Exercise brief — Determine the number of lines in the following entries that hold the word "PublicKey". Give only that number.

Records for processing —
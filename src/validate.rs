// Rust Coin Address Library
// Written by
//   The coinaddr developers
//
// To the extent possible under law, the author(s) have dedicated all
// copyright and related and neighboring rights to this software to
// the public domain worldwide. This software is distributed without
// any warranty.
//
// You should have received a copy of the CC0 Public Domain Dedication
// along with this software.
// If not, see <http://creativecommons.org/publicdomain/zero/1.0/>.
//

//! # Address validation
//!
//! [`validate`] decodes a string with the scheme of a profile and reports
//! why it was rejected. The `check_*` functions fold every rejection into
//! `false`, logging the reason at debug level.

use std::error;
use std::fmt;

use bech32::segwit;
use bitcoin::secp256k1;

use crate::account;
use crate::base58;
use crate::cashaddr::{self, AddressType};
use crate::hex::{FromHex, HexToBytesError};
use crate::key::{self, PAYLOAD_LEN};
use crate::network::{self, Base58Versions, Chain, Network, NetworkProfile, Scheme};

/// Length in hex digits of a case-checksummed address without its `0x` prefix.
const HEX_ADDRESS_LEN: usize = 2 * PAYLOAD_LEN;

/// Why a string is not an address of a profile.
#[derive(Debug, Clone, PartialEq, Eq)]
pub enum ValidationError {
    /// Base58Check decoding failed.
    Base58(base58::Error),
    /// CashAddr decoding failed.
    CashAddr(cashaddr::Error),
    /// Segwit decoding failed.
    Segwit(segwit::DecodeError),
    /// Hex decoding failed.
    Hex(HexToBytesError),
    /// A hex public key that is not a curve point.
    PublicKey(secp256k1::Error),
    /// The version bytes belong to another chain or network.
    UnexpectedVersion(Vec<u8>),
    /// The human-readable prefix belongs to another chain or network.
    UnexpectedPrefix(String),
    /// The CashAddr type is not accepted.
    UnexpectedAddressType(AddressType),
    /// The string has the wrong number of characters.
    InvalidLength(usize),
    /// Mixed-case hex whose case is not the checksum of its digits.
    ChecksumCase,
    /// Not a valid account name for the chain.
    InvalidAccountName,
    /// No profile is registered for the chain and network.
    UnknownNetwork(Chain, Network),
}

impl fmt::Display for ValidationError {
    fn fmt(&self, f: &mut fmt::Formatter) -> fmt::Result {
        match *self {
            ValidationError::Base58(ref e) => write!(f, "base58 error: {}", e),
            ValidationError::CashAddr(ref e) => write!(f, "cashaddr error: {}", e),
            ValidationError::Segwit(ref e) => write!(f, "segwit error: {}", e),
            ValidationError::Hex(ref e) => write!(f, "hex error: {}", e),
            ValidationError::PublicKey(ref e) => write!(f, "invalid public key: {}", e),
            ValidationError::UnexpectedVersion(ref v) => {
                write!(f, "address version {:02x?} is not for this network", v)
            }
            ValidationError::UnexpectedPrefix(ref p) => {
                write!(f, "address prefix {:?} is not for this network", p)
            }
            ValidationError::UnexpectedAddressType(t) => {
                write!(f, "address type {:?} is not accepted", t)
            }
            ValidationError::InvalidLength(len) => write!(f, "invalid address length {}", len),
            ValidationError::ChecksumCase => f.write_str("letter case does not match the checksum"),
            ValidationError::InvalidAccountName => f.write_str("invalid account name"),
            ValidationError::UnknownNetwork(chain, network) => {
                write!(f, "no network profile registered for {} {}", chain, network)
            }
        }
    }
}

impl error::Error for ValidationError {
    fn source(&self) -> Option<&(dyn error::Error + 'static)> {
        match *self {
            ValidationError::Base58(ref e) => Some(e),
            ValidationError::CashAddr(ref e) => Some(e),
            ValidationError::Segwit(ref e) => Some(e),
            ValidationError::Hex(ref e) => Some(e),
            ValidationError::PublicKey(ref e) => Some(e),
            _ => None,
        }
    }
}

#[doc(hidden)]
impl From<base58::Error> for ValidationError {
    fn from(e: base58::Error) -> ValidationError {
        ValidationError::Base58(e)
    }
}

#[doc(hidden)]
impl From<cashaddr::Error> for ValidationError {
    fn from(e: cashaddr::Error) -> ValidationError {
        ValidationError::CashAddr(e)
    }
}

#[doc(hidden)]
impl From<segwit::DecodeError> for ValidationError {
    fn from(e: segwit::DecodeError) -> ValidationError {
        ValidationError::Segwit(e)
    }
}

#[doc(hidden)]
impl From<HexToBytesError> for ValidationError {
    fn from(e: HexToBytesError) -> ValidationError {
        ValidationError::Hex(e)
    }
}

#[doc(hidden)]
impl From<secp256k1::Error> for ValidationError {
    fn from(e: secp256k1::Error) -> ValidationError {
        ValidationError::PublicKey(e)
    }
}

/// Checks that `text` is an address of `profile`.
pub fn validate(text: &str, profile: &NetworkProfile) -> Result<(), ValidationError> {
    match profile.scheme {
        Scheme::Base58Check { versions, segwit_hrp, .. } => match segwit_hrp {
            Some(hrp) if has_segwit_hrp(text, hrp) => validate_segwit(text, hrp),
            _ => validate_base58(text, versions),
        },
        Scheme::CashAddr { prefix, legacy, .. } => validate_cashaddr(text, prefix, legacy),
        Scheme::CaseChecksumHex { .. } => validate_case_checksum_hex(text),
        Scheme::AccountName => {
            let valid = match profile.chain {
                Chain::Eos => account::is_eos_account(text),
                Chain::Iost => account::is_iost_account(text),
                _ => false,
            };
            if valid {
                Ok(())
            } else {
                Err(ValidationError::InvalidAccountName)
            }
        }
    }
}

/// Whether `text` is an address of `chain` on `network`, using the process-wide registry.
pub fn check_address(text: &str, chain: Chain, network: Network) -> bool {
    let result = match network::registry().lookup(chain, network) {
        Some(profile) => validate(text, profile),
        None => Err(ValidationError::UnknownNetwork(chain, network)),
    };
    match result {
        Ok(()) => true,
        Err(e) => {
            tracing::debug!(%chain, %network, address = text, error = %e, "address rejected");
            false
        }
    }
}

/// Like [`check_address`], with the chain given by its ticker. Unknown tickers are
/// rejected.
pub fn check_address_str(text: &str, chain: &str, main: bool) -> bool {
    match chain.parse::<Chain>() {
        Ok(chain) => check_address(text, chain, Network::from_main(main)),
        Err(e) => {
            tracing::debug!(address = text, error = %e, "address rejected");
            false
        }
    }
}

fn validate_base58(text: &str, versions: Base58Versions) -> Result<(), ValidationError> {
    let (version, _) = base58::decode_check(text, versions.p2pkh.len(), PAYLOAD_LEN)?;
    if !versions.matches(&version) {
        return Err(ValidationError::UnexpectedVersion(version));
    }
    Ok(())
}

// Only a string that starts with `hrp1` is tried as segwit, like the reference clients do.
fn has_segwit_hrp(text: &str, hrp: &str) -> bool {
    match text.rfind('1') {
        Some(sep) => text[..sep].eq_ignore_ascii_case(hrp),
        None => false,
    }
}

fn validate_segwit(text: &str, hrp: &str) -> Result<(), ValidationError> {
    let (found, _, _) = segwit::decode(text)?;
    let found = found.to_lowercase();
    if found != hrp {
        return Err(ValidationError::UnexpectedPrefix(found));
    }
    Ok(())
}

// CashAddr first, then a serialized public key, then the legacy form. Every failure of
// one form falls through to the next; the error of the last form tried is reported.
fn validate_cashaddr(
    text: &str,
    prefix: &str,
    legacy: Base58Versions,
) -> Result<(), ValidationError> {
    let cash_err = match validate_cashaddr_only(text, prefix) {
        Ok(()) => return Ok(()),
        Err(e) => e,
    };
    tracing::trace!(address = text, error = %cash_err, "not a cashaddr, trying other forms");

    if text.len() == 130 || text.len() == 66 {
        let bytes = Vec::<u8>::from_hex(text)?;
        secp256k1::PublicKey::from_slice(&bytes)?;
        return Ok(());
    }

    validate_base58(text, legacy)
}

fn validate_cashaddr_only(text: &str, prefix: &str) -> Result<(), ValidationError> {
    let decoded = cashaddr::decode_address(text, prefix)?;
    if decoded.prefix != prefix {
        return Err(ValidationError::UnexpectedPrefix(decoded.prefix));
    }
    if decoded.address_type != AddressType::PubkeyHash {
        return Err(ValidationError::UnexpectedAddressType(decoded.address_type));
    }
    if decoded.hash.len() != PAYLOAD_LEN {
        return Err(ValidationError::InvalidLength(decoded.hash.len()));
    }
    Ok(())
}

fn validate_case_checksum_hex(text: &str) -> Result<(), ValidationError> {
    let digits = text
        .strip_prefix("0x")
        .or_else(|| text.strip_prefix("0X"))
        .unwrap_or(text);
    if digits.len() != HEX_ADDRESS_LEN {
        return Err(ValidationError::InvalidLength(digits.len()));
    }
    Vec::<u8>::from_hex(digits)?;

    let has_lower = digits.bytes().any(|b| b.is_ascii_lowercase());
    let has_upper = digits.bytes().any(|b| b.is_ascii_uppercase());
    if has_lower && has_upper && !key::has_checksum_case(digits) {
        return Err(ValidationError::ChecksumCase);
    }
    Ok(())
}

Expected output — 5